[Records from a data collection]
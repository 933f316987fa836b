//! WebSocket を使った MessagePusher 実装
//!
//! ## 責務
//!
//! - 接続ごとの `UnboundedSender` を管理
//! - `ServerEvent` をワイヤーフォーマットにエンコードし、クライアントへ送信
//!
//! ## 設計ノート
//!
//! WebSocket の生成は UI 層（`ui/handler/websocket.rs`）で行われます。
//! この実装は生成された `UnboundedSender` を受け取り、送信にのみ使用します。
//! チャンネルは FIFO なので、同一送信元から同一宛先へのイベント順序は保たれます。

use std::collections::HashMap;

use async_trait::async_trait;
use tokio::sync::Mutex;

use crate::{
    domain::{MessagePushError, MessagePusher, PusherChannel, ServerEvent, SessionId},
    infrastructure::dto::conversion::encode_server_event,
};

/// WebSocket を使った MessagePusher 実装
///
/// ## 使用例
///
/// ```ignore
/// let pusher = WebSocketMessagePusher::new();
/// pusher.register_client(session_id.clone(), tx).await;
/// pusher.push_to(&session_id, &ServerEvent::Connection { socket_id }).await?;
/// ```
#[derive(Default)]
pub struct WebSocketMessagePusher {
    /// Key: session_id, Value: そのセッションの送信チャンネル
    clients: Mutex<HashMap<SessionId, PusherChannel>>,
}

impl WebSocketMessagePusher {
    pub fn new() -> Self {
        Self::default()
    }
}

fn encode(event: &ServerEvent) -> Result<String, MessagePushError> {
    encode_server_event(event).map_err(|e| MessagePushError::EncodeFailed(e.to_string()))
}

#[async_trait]
impl MessagePusher for WebSocketMessagePusher {
    async fn register_client(&self, session_id: SessionId, sender: PusherChannel) {
        let mut clients = self.clients.lock().await;
        tracing::debug!("Session '{}' registered to MessagePusher", session_id);
        clients.insert(session_id, sender);
    }

    async fn unregister_client(&self, session_id: &SessionId) {
        let mut clients = self.clients.lock().await;
        if clients.remove(session_id).is_some() {
            tracing::debug!("Session '{}' unregistered from MessagePusher", session_id);
        }
    }

    async fn push_to(
        &self,
        session_id: &SessionId,
        event: &ServerEvent,
    ) -> Result<(), MessagePushError> {
        let frame = encode(event)?;
        let clients = self.clients.lock().await;

        let sender = clients
            .get(session_id)
            .ok_or_else(|| MessagePushError::ClientNotFound(session_id.to_string()))?;
        sender
            .send(frame)
            .map_err(|e| MessagePushError::PushFailed(e.to_string()))?;
        tracing::debug!("Pushed '{}' to session '{}'", event.name(), session_id);
        Ok(())
    }

    async fn broadcast(
        &self,
        targets: &[SessionId],
        event: &ServerEvent,
    ) -> Result<usize, MessagePushError> {
        if targets.is_empty() {
            return Ok(0);
        }

        let frame = encode(event)?;
        let clients = self.clients.lock().await;

        let mut delivered = 0;
        for target in targets {
            match clients.get(target) {
                // ブロードキャストでは一部の送信失敗を許容
                Some(sender) => match sender.send(frame.clone()) {
                    Ok(()) => delivered += 1,
                    Err(e) => tracing::warn!(
                        "Failed to push '{}' to session '{}': {}",
                        event.name(),
                        target,
                        e
                    ),
                },
                // 宛先選定後に切断されたセッション
                None => tracing::debug!("Session '{}' left before broadcast, skipping", target),
            }
        }

        Ok(delivered)
    }
}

> [Task item]:
Copy out the entries in full, exactly as they appear.

> [Final answer]:
repository 933f316987fa836b
//! WebSocket を使った MessagePusher 実装
//!
//! ## 責務
//!
//! - 接続ごとの `UnboundedSender` を管理
//! - `ServerEvent` をワイヤーフォーマットにエンコードし、クライアントへ送信
//!
//! ## 設計ノート
//!
//! WebSocket の生成は UI 層（`ui/handler/websocket.rs`）で行われます。
//! この実装は生成された `UnboundedSender` を受け取り、送信にのみ使用します。
//! チャンネルは FIFO なので、同一送信元から同一宛先へのイベント順序は保たれます。

use std::collections::HashMap;

use async_trait::async_trait;
use tokio::sync::Mutex;

use crate::{
    domain::{MessagePushError, MessagePusher, PusherChannel, ServerEvent, SessionId},
    infrastructure::dto::conversion::encode_server_event,
};

/// WebSocket を使った MessagePusher 実装
///
/// ## 使用例
///
/// ```ignore
/// let pusher = WebSocketMessagePusher::new();
/// pusher.register_client(session_id.clone(), tx).await;
/// pusher.push_to(&session_id, &ServerEvent::Connection { socket_id }).await?;
/// ```
#[derive(Default)]
pub struct WebSocketMessagePusher {
    /// Key: session_id, Value: そのセッションの送信チャンネル
    clients: Mutex<HashMap<SessionId, PusherChannel>>,
}

impl WebSocketMessagePusher {
    pub fn new() -> Self {
        Self::default()
    }
}

fn encode(event: &ServerEvent) -> Result<String, MessagePushError> {
    encode_server_event(event).map_err(|e| MessagePushError::EncodeFailed(e.to_string()))
}

#[async_trait]
impl MessagePusher for WebSocketMessagePusher {
    async fn register_client(&self, session_id: SessionId, sender: PusherChannel) {
        let mut clients = self.clients.lock().await;
        tracing::debug!("Session '{}' registered to MessagePusher", session_id);
        clients.insert(session_id, sender);
    }

    async fn unregister_client(&self, session_id: &SessionId) {
        let mut clients = self.clients.lock().await;
        if clients.remove(session_id).is_some() {
            tracing::debug!("Session '{}' unregistered from MessagePusher", session_id);
        }
    }

    async fn push_to(
        &self,
        session_id: &SessionId,
        event: &ServerEvent,
    ) -> Result<(), MessagePushError> {
        let frame = encode(event)?;
        let clients = self.clients.lock().await;

        let sender = clients
            .get(session_id)
            .ok_or_else(|| MessagePushError::ClientNotFound(session_id.to_string()))?;
        sender
            .send(frame)
            .map_err(|e| MessagePushError::PushFailed(e.to_string()))?;
        tracing::debug!("Pushed '{}' to session '{}'", event.name(), session_id);
        Ok(())
    }

    async fn broadcast(
        &self,
        targets: &[SessionId],
        event: &ServerEvent,
    ) -> Result<usize, MessagePushError> {
        if targets.is_empty() {
            return Ok(0);
        }

        let frame = encode(event)?;
        let clients = self.clients.lock().await;

        let mut delivered = 0;
        for target in targets {
            match clients.get(target) {
                // ブロードキャストでは一部の送信失敗を許容
                Some(sender) => match sender.send(frame.clone()) {
                    Ok(()) => delivered += 1,
                    Err(e) => tracing::warn!(
                        "Failed to push '{}' to session '{}': {}",
                        event.name(),
                        target,
                        e
                    ),
                },
                // 宛先選定後に切断されたセッション
                None => tracing::debug!("Session '{}' left before broadcast, skipping", target),
            }
        }

        Ok(delivered)
    }
}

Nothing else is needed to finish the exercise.